In the Hobby Lobby case, an employer who religiously objects to contraception wants to refuse to pay for health insurance coverage for contraception. But why is this any different at all from an employer who may object to paying for blood transfusion coverage? The payor has a religious objection to something medical a third party wants to do. And there's a power differential, of course -- but it's not like a parent who has a real say (and duty) to oversee their child's medical care. So why is this literally a federal case?

Just like with a blood transfusion, it's a private medical decision that doesn't involve the employer at all. And just like with a blood transfusion, when patients get the contraception they ask for, then they're more healthy:
If the full panel of FDA-approved contraceptive services is made available to American women, the public health of the country will benefit. If a woman's religious beliefs compel her to decline such services, she has the right to do so. But to deny coverage for these vital public health services to women who want them but cannot afford them outside their employer-sponsored insurance would be a personal and public health tragedy.
To be absolutely clear, the only difference between not covering blood transfusions and not covering contraception is the gender of the patients who need it. Never mind the privacy issue, because if it were a privacy issue, then the case wouldn't have made it to the Supreme Court. Nobody would dream of allowing a "blood transfusion exception" to the health insurance coverage requirements of the Affordable Care Act, because it's completely absurd. No, this is squarely a gender discrimination issue. And NEJM puts it in terms of equal protection and full self-actualization:
[P]lanned pregnancy affords women and their children a better quality of life: it gives younger women the opportunity to complete school, start careers, and establish stable relationships, and older women the ability to add to their families only when they have the capacity to care for them.

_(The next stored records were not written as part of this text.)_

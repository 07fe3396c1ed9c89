//! Business metrics for Volunteer Hub.
//!
//! # Exported Metrics
//!
//! - `volunteer_hub_signups_total{outcome}` - signup attempts by outcome
//! - `volunteer_hub_events_created_total` - events published
//! - `volunteer_hub_events_deleted_total` - events removed
//! - `volunteer_hub_commit_conflicts_total` - conditional replaces that lost a race
//! - `volunteer_hub_notifications_total{kind,outcome}` - email delivery results

use crate::error::{ErrorKind, HubError};
use metrics::describe_counter;

/// Register metric descriptions.
///
/// Call once at startup, before any metrics are recorded.
pub fn register_metrics() {
    describe_counter!(
        "volunteer_hub_signups_total",
        "Signup attempts by outcome (accepted, role_full, duplicate, not_found, invalid, unavailable)"
    );
    describe_counter!("volunteer_hub_events_created_total", "Events published");
    describe_counter!("volunteer_hub_events_deleted_total", "Events deleted");
    describe_counter!(
        "volunteer_hub_commit_conflicts_total",
        "Conditional replaces rejected because the event changed after it was read"
    );
    describe_counter!(
        "volunteer_hub_notifications_total",
        "Signup notifications by kind and outcome"
    );

    tracing::info!("Volunteer Hub metrics registered");
}

/// Record the result of a signup attempt.
pub fn record_signup<T>(result: &Result<T, HubError>) {
    let outcome = match result {
        Ok(_) => "accepted",
        Err(error) => match error.kind() {
            ErrorKind::RoleFull => "role_full",
            ErrorKind::DuplicateSignup => "duplicate",
            ErrorKind::NotFound => "not_found",
            ErrorKind::Validation => "invalid",
            ErrorKind::TransientStore => "unavailable",
        },
    };
    metrics::counter!("volunteer_hub_signups_total", "outcome" => outcome).increment(1);
}

/// Record an event created.
pub fn record_event_created() {
    metrics::counter!("volunteer_hub_events_created_total").increment(1);
}

/// Record an event deleted.
pub fn record_event_deleted() {
    metrics::counter!("volunteer_hub_events_deleted_total").increment(1);
}

/// Record a lost conditional replace.
pub fn record_commit_conflict() {
    metrics::counter!("volunteer_hub_commit_conflicts_total").increment(1);
}

/// Record a notification delivery attempt.
pub fn record_notification(kind: &'static str, delivered: bool) {
    let outcome = if delivered { "sent" } else { "failed" };
    metrics::counter!("volunteer_hub_notifications_total", "kind" => kind, "outcome" => outcome)
        .increment(1);
}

Recall that this was what Justice Ginsburg said in 2007. Restrictions on access to reproductive healthcare prevent women from "enjoy[ing] equal citizenship stature" and deny them "autonomy to determine [their] life's course" (Gonzales v. Carhart, 550 U.S. 124, 172 (2007) (Ginsburg, J., dissenting) (PDF)). In this case, just as in anti-abortion cases, women risk losing full autonomy and citizenship. It's not a tax issue; it's not a privacy issue; and it's not an anti-President Obama issue. It's a woman's issue.